It is clear that the number of publications referencing ‘complete’ genomes/assemblies has been increasing at a steady rate. In contrast, publications describing ’draft’ genomes have grown rapidly in the last decade but the rate of increase is slowing. When it comes to ‘improved’ genomes it looks like we are in a period where many more papers are being published that are describing improved versions of existing genomes (in 2017 there was a 54% increase in such papers compared to 2016).
Why improve a genome?
I wonder how much of this growth reflects the sad truth that many genomes that were published in the post-Sanger, pre-nanopore era (approximately 2005–2015) were just not very good. Many people rushed to adopt the powerful new sequencing technologies provided by Illumina and others, and many genomes have been published using those technologies that are now being given makeovers by applying newer sequencing, scaffolding, and mapping technologies
The updated pine genome (the last publication on the list above) says as much in its abstract (emphasis mine):
The 22-gigabase genome of loblolly pine (Pinus taeda) is one of the largest ever sequenced. The draft assembly published in 2014 was built entirely from short Illumina reads, with lengths ranging from 100 to 250 base pairs (bp). The assembly was quite fragmented, containing over 11 million contigs whose weighted average (N50) size was 8206 bp. To improve this result, we generated approximately 12-fold coverage in long reads using the Single Molecule Real Time sequencing technology developed at Pacific Biosciences.
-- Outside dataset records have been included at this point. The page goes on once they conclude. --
//! mqtt-notify - 把 pub/sub 消息解析为桌面通知

pub mod cli;
pub mod config;
pub mod notification;
pub mod source;

pub use config::AppConfig;
pub use notification::{
    Backend, BackendOptions, DispatchError, DispatchResult, DispatchStats, IrssiFormat,
    IrssiParser, NotificationBackend, NotificationBuilder, NotificationDispatcher,
    NotificationRequest, NotifyRunner, Parser, PassthroughParser, Payload, PluginConfig,
    RawMessage, Route, Runner, TopicFilter, Urgency,
};
//! 具体 parser 实现

pub mod irssi;
pub mod passthrough;

pub use irssi::{IrssiFormat, IrssiParser, IRSSI_PARSER};
pub use passthrough::{PassthroughParser, PASSTHROUGH_PARSER};
//! 通知管道的错误类型
//!
//! Parser errors, runner errors and routing errors are kept apart so the
//! dispatcher can log each one with the right context before dropping the
//! message.

use std::time::Duration;

use thiserror::Error;

/// A parser recognised the payload's format but could not split it.
#[derive(Debug, Error, PartialEq, Eq)]
pub enum ParseError {
    /// The leading character announced a bracketed title but the closing
    /// delimiter never shows up (e.g. `"[truncated"`).
    #[error("malformed payload: expected closing '{delimiter}' in {payload:?}")]
    MalformedPayload { delimiter: char, payload: String },
}

/// Title or message bytes were not valid UTF-8.
#[derive(Debug, Error, PartialEq, Eq)]
#[error("{field} is not valid UTF-8: {source}")]
pub struct EncodingError {
    pub field: &'static str,
    #[source]
    pub source: std::str::Utf8Error,
}

/// A recognised plugin config key carried a value we can't use.
#[derive(Debug, Error, PartialEq, Eq)]
pub enum ConfigError {
    #[error("invalid urgency {0:?}, expected one of low, normal, critical")]
    InvalidUrgency(String),

    #[error("config key {key:?} must be {expected}")]
    InvalidValue { key: String, expected: &'static str },
}

/// A runner failed to render a request.
#[derive(Debug, Error)]
pub enum RenderError {
    #[error(transparent)]
    Encoding(#[from] EncodingError),

    #[error(transparent)]
    Config(#[from] ConfigError),

    /// The backend session has been closed (or was never opened).
    #[error("notification backend unavailable: {0}")]
    Unavailable(String),

    #[error("notification backend timed out after {0:?}")]
    Timeout(Duration),

    /// The backend was reachable but refused the notification.
    #[error("notification backend failed: {0}")]
    Backend(String),
}

/// Routing failure or a wrapped parser/runner failure.
#[derive(Debug, Error)]
pub enum DispatchError {
    #[error("no parser configured for topic {topic:?}")]
    UnknownParser { topic: String },

    #[error("parser {parser:?} is not registered (topic {topic:?})")]
    UnregisteredParser { parser: String, topic: String },

    #[error("no runner registered under {0:?}")]
    UnknownRunner(String),

    #[error("parser {parser} failed: {source}")]
    Parse {
        parser: String,
        #[source]
        source: ParseError,
    },

    #[error("runner {runner} failed: {source}")]
    Render {
        runner: String,
        #[source]
        source: RenderError,
    },
}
We assembled the long and short reads together using the MaSuRCA mega-reads assembly algorithm, which produced a substantially better assembly, P. taeda version 2.0. The new assembly has an N50 contig size of 25 361, more than three times as large as achieved in the original assembly, and an N50 scaffold size of 107 821, 61% larger than the previous assembly.
Perhaps I’m being a bit harsh in saying that the first versions of many of these genomes that have been subsequently improved were not very good. The more important lesson to bear in mind is that, in reality, a genome is never finished and that all published sequences represent ‘works in progress’.